Friday, February 13, 2009

Legal Man

Bom, eu fiquei de escrever contando mais detalhes sobre minha quinta-feira à noite e, finalmente, aqui vão:

No final de janeiro, o departamento entregou convites para o "Natural Law Colloquium" a todos os alunos. O meu, no entanto, tinha um diferencial: foi posto na minha caixa de correspondência - com meu nome e endereço "oficial" (o dos outros alunos não vem com nome nem endereço). Aparentemente, alguém estava fazendo questão que eu fosse. O tema, "Dignidade Humana, Humilhação, e Tortura", apesar de estar mais relacionado a ética, até me atraiu. Fiz minha inscrição, mas com pouca convicção de que, de fato, iria à palestra.


Na quarta-feira à tarde, tive um reunião com o Dr. M. B., que é quem organiza o evento. Ele foi tão legal e me contou tanta coisa interessante sobre o palestrante - David J. Luban - que me convenceu na hora!
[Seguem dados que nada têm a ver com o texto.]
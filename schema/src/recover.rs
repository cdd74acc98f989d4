//! Best-effort recovery of a JSON candidate from raw model text.

use serde_json::Value;

/// Attempts to pull a single JSON value out of raw model output.
///
/// Strategies, stopping at the first success:
///
/// 1. Strict parse of the trimmed full text.
/// 2. The greedy span from the first `{` to the last `}`, strict-parsed.
///
/// The greedy span is a heuristic, not a parser: when multiple JSON-like
/// objects appear in surrounding prose it can capture too much and the parse
/// of the combined span fails. That limitation is covered by tests rather
/// than tightened here.
///
/// Returns `None` when no strategy produces a parseable candidate.
#[must_use]
pub fn recover_candidate(raw: &str) -> Option<Value> {
    let trimmed = raw.trim();
    if trimmed.is_empty() {
        return None;
    }

    if let Ok(value) = serde_json::from_str(trimmed) {
        return Some(value);
    }

    // Braces are ASCII, so the byte indices are always char boundaries.
    let start = trimmed.find('{')?;
    let end = trimmed.rfind('}')?;
    if end < start {
        return None;
    }
    serde_json::from_str(&trimmed[start..=end]).ok()
}

#[cfg(test)]
mod tests {
    use super::*;
    use serde_json::json;

    #[test]
    fn strict_parse_wins() {
        let raw = r#"{"app_name":"X","entities":[],"roles":[]}"#;
        let value = recover_candidate(raw).unwrap();
        assert_eq!(value["app_name"], json!("X"));
    }

    #[test]
    fn brace_span_recovers_embedded_object() {
        let raw = r#"here is your app: {"app_name":"X","entities":[],"roles":[]}"#;
        let value = recover_candidate(raw).unwrap();
        assert_eq!(
            value,
            json!({"app_name": "X", "entities": [], "roles": []})
        );
    }

    #[test]
    fn code_fence_is_handled_by_the_brace_span() {
        let raw = "```json\n{\"app_name\":\"X\",\"entities\":[],\"roles\":[]}\n```";
        let value = recover_candidate(raw).unwrap();
        assert_eq!(value["app_name"], json!("X"));
    }

    #[test]
    fn no_braces_yields_none() {
        assert_eq!(recover_candidate("I could not find an app here."), None);
        assert_eq!(recover_candidate(""), None);
        assert_eq!(recover_candidate("   \n  "), None);
    }

    #[test]
    fn reversed_braces_yield_none() {
        assert_eq!(recover_candidate("} nothing to see {"), None);
    }

    #[test]
    fn greedy_span_over_two_objects_fails_to_parse() {
        // Known limitation: the span covers both objects and is not valid JSON.
        let raw = r#"first {"a": 1} and second {"b": 2}"#;
        assert_eq!(recover_candidate(raw), None);
    }

    #[test]
    fn multibyte_text_around_the_object_is_safe() {
        let raw = "voilà — {\"app_name\":\"Café\",\"entities\":[],\"roles\":[]} — fin";
        let value = recover_candidate(raw).unwrap();
        assert_eq!(value["app_name"], json!("Café"));
    }
}
//! Error taxonomy for the extraction pipeline.

use appsketch_schema::Violation;
use serde_json::Value;
use thiserror::Error;

/// The upstream completion call failed.
#[derive(Debug, Error)]
#[error("completion call failed: {message}")]
pub struct BackendError {
    /// The upstream's own error message.
    pub message: String,
    /// Raw upstream response body, when one was received.
    pub raw_response: Option<Value>,
}

/// Failures the extraction pipeline reports to its caller.
///
/// Every variant carries enough context for offline diagnosis; nothing is
/// silently swallowed and nothing is retried.
#[derive(Debug, Error)]
pub enum ExtractError {
    /// The caller-supplied description was missing or empty. Reported
    /// before any upstream call is made.
    #[error("Missing or invalid description")]
    InvalidInput,

    /// The completion call itself failed (network, auth, quota).
    #[error("completion call failed: {message}")]
    Upstream {
        /// The upstream's error message.
        message: String,
        /// Raw upstream response for diagnosis, when one was received.
        raw_response: Option<Value>,
    },

    /// No parseable JSON candidate was found in the model output.
    #[error("no JSON candidate found in model output")]
    Recovery {
        /// The raw model output for offline inspection.
        raw_output: String,
    },

    /// A candidate parsed but failed structural validation.
    #[error("extracted JSON failed schema validation ({n} violations)", n = .violations.len())]
    SchemaViolation {
        /// Every field-level violation, not just the first.
        violations: Vec<Violation>,
        /// The offending candidate for diagnosis.
        candidate: Value,
    },
}

impl From<BackendError> for ExtractError {
    fn from(err: BackendError) -> Self {
        Self::Upstream {
            message: err.message,
            raw_response: err.raw_response,
        }
    }
}
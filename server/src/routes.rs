//! The `/api/extract` endpoint and its error mapping.

use std::sync::Arc;

use axum::extract::{DefaultBodyLimit, State};
use axum::http::StatusCode;
use axum::response::{IntoResponse, Response};
use axum::routing::post;
use axum::{Json, Router};
use serde_json::{json, Value};

use appsketch_provider::{ExtractError, Extractor};

/// Shared application state: one pipeline instance for all requests.
pub type AppState = Arc<Extractor>;

/// Request bodies larger than this are rejected outright.
const MAX_BODY_BYTES: usize = 200 * 1024;

/// Builds the complete API router.
pub fn build_router(extractor: AppState) -> Router {
    Router::new()
        .route("/api/extract", post(extract))
        .layer(DefaultBodyLimit::max(MAX_BODY_BYTES))
        .with_state(extractor)
}

/// `POST /api/extract`: description in, validated AppSpec out.
///
/// The body is read as a raw JSON value so the 400 contract is exact: a
/// missing field, a non-string value, or a non-object body all produce the
/// same error without any upstream call.
#[tracing::instrument(skip_all)]
async fn extract(State(extractor): State<AppState>, body: String) -> Response {
    let body: Value = serde_json::from_str(&body).unwrap_or(Value::Null);
    let Some(description) = body.get("description").and_then(Value::as_str) else {
        tracing::debug!("request body carried no usable description");
        return error_response(&ExtractError::InvalidInput);
    };

    match extractor.extract(description).await {
        Ok(spec) => (StatusCode::OK, Json(spec)).into_response(),
        Err(err) => error_response(&err),
    }
}

/// Maps pipeline failures onto the HTTP error contract.
///
/// `InvalidInput` is the caller's fault (400, not logged as a server fault);
/// everything else is a 500 carrying its diagnostic payload. The pipeline
/// has already logged 500-class failures with full context.
fn error_response(err: &ExtractError) -> Response {
    match err {
        ExtractError::InvalidInput => (
            StatusCode::BAD_REQUEST,
            Json(json!({"error": "Missing or invalid description"})),
        )
            .into_response(),
        ExtractError::Upstream {
            message,
            raw_response,
        } => (
            StatusCode::INTERNAL_SERVER_ERROR,
            Json(json!({"error": message, "raw_response": raw_response})),
        )
            .into_response(),
        ExtractError::Recovery { raw_output } => (
            StatusCode::INTERNAL_SERVER_ERROR,
            Json(json!({"error": "Invalid AI response", "raw_output": raw_output})),
        )
            .into_response(),
        ExtractError::SchemaViolation {
            violations,
            candidate,
        } => (
            StatusCode::INTERNAL_SERVER_ERROR,
            Json(json!({
                "error": "Invalid AI response",
                "violations": violations,
                "candidate": candidate,
            })),
        )
            .into_response(),
    }
}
Na quinta-feira à noite, ainda sem muita convicção, fui ao anfiteatro da faculdade de direito. Chegando lá, não tinha tanta gente, mas logo as pessoas foram chegando, chegando... Pouco depois das 18h, a palestra começou. E eu me dei conta de que apesar de quase todos os meus professores estarem lá, não tinha nenhum aluno de filosofia na platéia, i.e. eu não conhecia mais ninguém ali que estivesse no mesmo patamar hierárquico.

Meu plano era sair correndo de lá e voltar para casa, para fugir do frio e dormir durante umas 9 horas, com tranquiliade. É, o úncio senão é que a palestra foi muito boa! O Luban foi fenomenal e, mesmo tratando de ética - e eu abertamente não tenho nenhum respeito por eticistas, porque considero estes os maiores exemplos de comportamento hipócrita - ele conseguiu tocar questões metafisicas fundamentais e me convencer a esperar a sessão de perguntas e respostas antes de fugir.

Pouco depois das 20h. a palestra foi oficialmente encerrada e as pessoas foram indo para a recepção, no lobby. Aquela era minha oportunidade de sair de fininho... só que o Dr. M. B. me viu ali, a única pobre aluna de filosofia que resolveu dedicar 2 horas de seu dia a ouvir um cara que é considerando o "novo Charles Taylor" (!!!!), resolveu me convidar para participar do jantar de honra que seria depois da recepção. Obviamente, aceitei.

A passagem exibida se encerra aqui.